──────── AVAILABLE RECORDS

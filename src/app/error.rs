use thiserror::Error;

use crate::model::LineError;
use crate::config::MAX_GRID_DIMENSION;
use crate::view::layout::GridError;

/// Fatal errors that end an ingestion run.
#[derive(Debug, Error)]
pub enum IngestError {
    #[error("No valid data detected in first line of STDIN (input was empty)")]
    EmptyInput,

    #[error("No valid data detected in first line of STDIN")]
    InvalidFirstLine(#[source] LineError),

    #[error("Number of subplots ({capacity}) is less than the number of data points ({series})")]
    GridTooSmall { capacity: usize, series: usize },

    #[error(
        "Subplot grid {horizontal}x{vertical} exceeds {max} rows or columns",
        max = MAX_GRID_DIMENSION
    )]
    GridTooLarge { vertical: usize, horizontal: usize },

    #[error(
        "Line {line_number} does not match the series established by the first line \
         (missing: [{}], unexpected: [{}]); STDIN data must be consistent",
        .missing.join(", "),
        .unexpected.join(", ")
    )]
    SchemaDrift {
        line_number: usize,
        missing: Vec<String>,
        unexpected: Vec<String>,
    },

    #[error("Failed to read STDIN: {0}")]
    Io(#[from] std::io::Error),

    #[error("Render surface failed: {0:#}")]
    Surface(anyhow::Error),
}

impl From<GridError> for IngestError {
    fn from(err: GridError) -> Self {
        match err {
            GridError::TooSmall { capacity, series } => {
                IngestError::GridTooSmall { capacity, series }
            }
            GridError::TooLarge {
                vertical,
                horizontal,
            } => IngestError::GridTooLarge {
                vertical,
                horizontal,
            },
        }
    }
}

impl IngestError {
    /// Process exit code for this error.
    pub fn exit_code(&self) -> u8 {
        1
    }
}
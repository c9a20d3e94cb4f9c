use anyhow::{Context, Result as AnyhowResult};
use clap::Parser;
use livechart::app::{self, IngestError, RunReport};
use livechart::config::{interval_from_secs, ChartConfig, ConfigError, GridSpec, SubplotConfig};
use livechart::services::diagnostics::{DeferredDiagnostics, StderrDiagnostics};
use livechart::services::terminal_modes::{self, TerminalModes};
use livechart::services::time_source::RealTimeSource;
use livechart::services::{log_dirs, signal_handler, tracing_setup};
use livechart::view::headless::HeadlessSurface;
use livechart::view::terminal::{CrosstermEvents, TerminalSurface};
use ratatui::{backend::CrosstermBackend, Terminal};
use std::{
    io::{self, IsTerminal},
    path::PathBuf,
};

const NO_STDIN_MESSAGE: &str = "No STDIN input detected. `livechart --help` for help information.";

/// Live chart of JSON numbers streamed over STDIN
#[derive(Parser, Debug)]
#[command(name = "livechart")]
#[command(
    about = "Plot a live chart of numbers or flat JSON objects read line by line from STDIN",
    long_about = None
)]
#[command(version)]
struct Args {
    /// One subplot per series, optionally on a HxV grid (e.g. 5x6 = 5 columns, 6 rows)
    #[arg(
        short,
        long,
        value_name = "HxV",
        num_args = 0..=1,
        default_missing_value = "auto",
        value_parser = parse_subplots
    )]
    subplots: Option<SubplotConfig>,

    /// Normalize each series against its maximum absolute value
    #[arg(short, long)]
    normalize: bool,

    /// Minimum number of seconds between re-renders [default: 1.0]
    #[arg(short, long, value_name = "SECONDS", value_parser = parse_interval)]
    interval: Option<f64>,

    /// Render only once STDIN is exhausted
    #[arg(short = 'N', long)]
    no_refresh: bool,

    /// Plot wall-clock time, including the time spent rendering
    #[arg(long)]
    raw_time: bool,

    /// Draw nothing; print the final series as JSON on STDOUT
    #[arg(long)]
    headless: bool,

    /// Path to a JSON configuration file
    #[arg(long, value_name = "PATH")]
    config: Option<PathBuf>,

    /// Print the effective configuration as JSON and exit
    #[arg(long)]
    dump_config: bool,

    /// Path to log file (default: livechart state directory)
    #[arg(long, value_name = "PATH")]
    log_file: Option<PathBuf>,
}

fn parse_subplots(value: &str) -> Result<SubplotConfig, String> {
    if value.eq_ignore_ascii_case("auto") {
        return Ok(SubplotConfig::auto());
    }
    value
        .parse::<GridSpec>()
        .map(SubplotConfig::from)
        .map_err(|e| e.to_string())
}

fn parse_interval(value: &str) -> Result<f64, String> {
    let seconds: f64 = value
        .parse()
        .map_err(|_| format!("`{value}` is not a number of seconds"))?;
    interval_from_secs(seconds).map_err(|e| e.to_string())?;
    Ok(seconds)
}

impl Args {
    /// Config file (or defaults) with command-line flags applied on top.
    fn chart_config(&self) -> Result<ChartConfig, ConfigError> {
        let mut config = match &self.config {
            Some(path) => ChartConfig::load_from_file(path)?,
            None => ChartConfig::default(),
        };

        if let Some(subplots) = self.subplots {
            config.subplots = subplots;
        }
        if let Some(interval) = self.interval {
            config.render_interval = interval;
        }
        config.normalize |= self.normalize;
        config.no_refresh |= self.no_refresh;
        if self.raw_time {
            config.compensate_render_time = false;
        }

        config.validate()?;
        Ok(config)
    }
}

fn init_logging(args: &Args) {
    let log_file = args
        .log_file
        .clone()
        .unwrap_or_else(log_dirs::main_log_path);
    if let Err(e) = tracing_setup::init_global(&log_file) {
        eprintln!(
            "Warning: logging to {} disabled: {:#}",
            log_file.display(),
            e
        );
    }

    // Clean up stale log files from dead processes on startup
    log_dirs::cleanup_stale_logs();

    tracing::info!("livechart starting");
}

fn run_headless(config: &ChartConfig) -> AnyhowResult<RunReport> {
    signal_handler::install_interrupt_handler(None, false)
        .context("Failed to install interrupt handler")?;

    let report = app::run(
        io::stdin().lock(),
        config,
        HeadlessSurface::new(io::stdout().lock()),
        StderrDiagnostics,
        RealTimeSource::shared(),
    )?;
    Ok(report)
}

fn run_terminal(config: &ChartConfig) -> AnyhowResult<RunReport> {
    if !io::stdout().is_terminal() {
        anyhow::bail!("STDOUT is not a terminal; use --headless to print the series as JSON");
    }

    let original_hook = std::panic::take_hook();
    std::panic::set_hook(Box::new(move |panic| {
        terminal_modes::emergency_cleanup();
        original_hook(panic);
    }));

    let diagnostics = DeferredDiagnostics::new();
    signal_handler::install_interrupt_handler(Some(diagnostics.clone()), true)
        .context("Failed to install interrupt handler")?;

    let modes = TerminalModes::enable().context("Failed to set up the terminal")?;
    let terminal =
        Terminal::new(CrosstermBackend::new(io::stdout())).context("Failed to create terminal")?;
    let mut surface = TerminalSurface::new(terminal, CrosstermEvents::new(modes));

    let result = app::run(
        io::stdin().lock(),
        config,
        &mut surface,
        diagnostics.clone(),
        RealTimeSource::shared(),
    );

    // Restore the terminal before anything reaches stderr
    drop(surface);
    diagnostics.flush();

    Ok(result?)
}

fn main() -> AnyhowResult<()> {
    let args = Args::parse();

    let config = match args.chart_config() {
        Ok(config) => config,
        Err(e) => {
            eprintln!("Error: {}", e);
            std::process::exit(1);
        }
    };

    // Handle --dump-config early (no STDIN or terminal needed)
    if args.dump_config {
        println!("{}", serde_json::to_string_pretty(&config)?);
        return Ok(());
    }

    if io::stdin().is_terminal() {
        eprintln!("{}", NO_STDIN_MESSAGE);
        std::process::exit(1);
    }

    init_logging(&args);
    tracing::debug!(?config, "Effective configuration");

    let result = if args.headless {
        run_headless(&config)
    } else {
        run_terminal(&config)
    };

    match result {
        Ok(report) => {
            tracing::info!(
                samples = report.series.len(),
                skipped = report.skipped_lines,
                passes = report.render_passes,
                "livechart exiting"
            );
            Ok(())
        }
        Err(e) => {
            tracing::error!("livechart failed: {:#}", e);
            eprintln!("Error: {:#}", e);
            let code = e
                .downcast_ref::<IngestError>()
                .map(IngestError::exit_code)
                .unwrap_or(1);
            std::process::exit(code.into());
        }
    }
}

────────────────

In the material above, find each line that contains the word "TerminalSurface", and select it.

TASK OUTPUT:
use livechart::view::terminal::{CrosstermEvents, TerminalSurface};
    let mut surface = TerminalSurface::new(terminal, CrosstermEvents::new(modes));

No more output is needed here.